Così anche la sua poesia oggi nota con il titolo Pasqua, uscì in realtà inizialmente come Suoni di primavera [Frühlingsklänge, 1833]; e i titoli sono entrambi appropriati grazie alla polivalenza dei versi, giocati sull’alternanza di cordoglio e tenebra e invece la speranza di una nuova vita di luce che alla fine ha il sopravvento:

 

Pasqua

 

Dal duomo risuonano campane a lutto,
Dalla valle sale echeggiando esultanza.
Riposi in pace là cantano al defunto,

Le allodole giubilano: ¨ridestati!
Di terra lo coprono in silenzio,
Il verde irrompe da ogni tomba,
I fiumi chiari per i campi si snodano,
Il bosco serio parla come in sogno,
E con quei suoni d’esultanza e di lutto,
Fin dove per la landa lo sguardo giunge,
C’è un profondo tremito di primavera
Come fosse un giorno di resurrezione.
3

(trad. di G. R.)

 

Come l’opera di Eichendorff nel complesso, anche questi versi sono venati dalla nostalgia per una paradisiaca epoca primigenia, che il poeta spera idealmente di poter ripristinare in contrapposizione a una contemporaneità dominata da scissione e confusione e quindi bisognosa di redenzione.

 

 

1 Wünschelrute // Schläft ein Lied in allen Dingen, / Die da träumen fort und fort, / Und die Welt hebt an zu singen, / Triffst du nur das Zauberwort.

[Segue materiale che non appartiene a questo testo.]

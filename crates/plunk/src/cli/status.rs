// SPDX-FileCopyrightText: Copyright © 2020-2024 Serpent OS Developers
//
// SPDX-License-Identifier: MPL-2.0

use std::path::PathBuf;

use clap::Args;

use crate::cli::{emit_json, init::resolve_dir, Error, Global};

#[derive(Debug, Args)]
pub struct Command {
    /// Consumer directory. Defaults to the current directory.
    #[arg(long)]
    pub dir: Option<PathBuf>,
}

pub async fn handle(command: Command, global: Global, plunk: &plunk_core::Plunk) -> Result<(), Error> {
    let dir = resolve_dir(command.dir)?;
    let statuses = plunk.status(&dir).await?;

    if !global.json {
        if statuses.is_empty() {
            println!("no packages linked in {}", dir.display());
        }
        for status in &statuses {
            let state = if !status.store_entry_exists {
                "missing from store"
            } else if status.up_to_date {
                "up to date"
            } else {
                "stale"
            };
            println!("{}@{} — {state}", status.name, status.link.version);
        }
    }

    let entries: Vec<serde_json::Value> = statuses
        .iter()
        .map(|status| {
            serde_json::json!({
                "name": status.name,
                "version": status.link.version,
                "storeEntryExists": status.store_entry_exists,
                "upToDate": status.up_to_date,
            })
        })
        .collect();
    emit_json(global, serde_json::Value::Array(entries))
}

2 Wem Gott will rechte Gunst erweisen, / Den schickt er in die weite Welt; / Dem will er seine Wunder weisen / In Berg und Wald und Strom und Feld.

3 Ostern // Vom Münster Trauerglocken klingen, / Vom Tal ein Jauchzen schallt herauf. / Zur Ruh sie dort dem Toten singen, / Die Lerchen jubeln: Wache auf! / Mit Erde sie ihn still bedecken, / Das Grün aus allen Gräbern bricht, / Die Ströme hell durchs Land sich strecken, / Der Wald ernst wie in Träumen spricht, / Und bei den Klängen, Jauchzen, Trauern, /Soweit ins Land man schauen mag, / Es ist ein tiefes Frühlingsschauern / Als wie ein Auferstehungstag.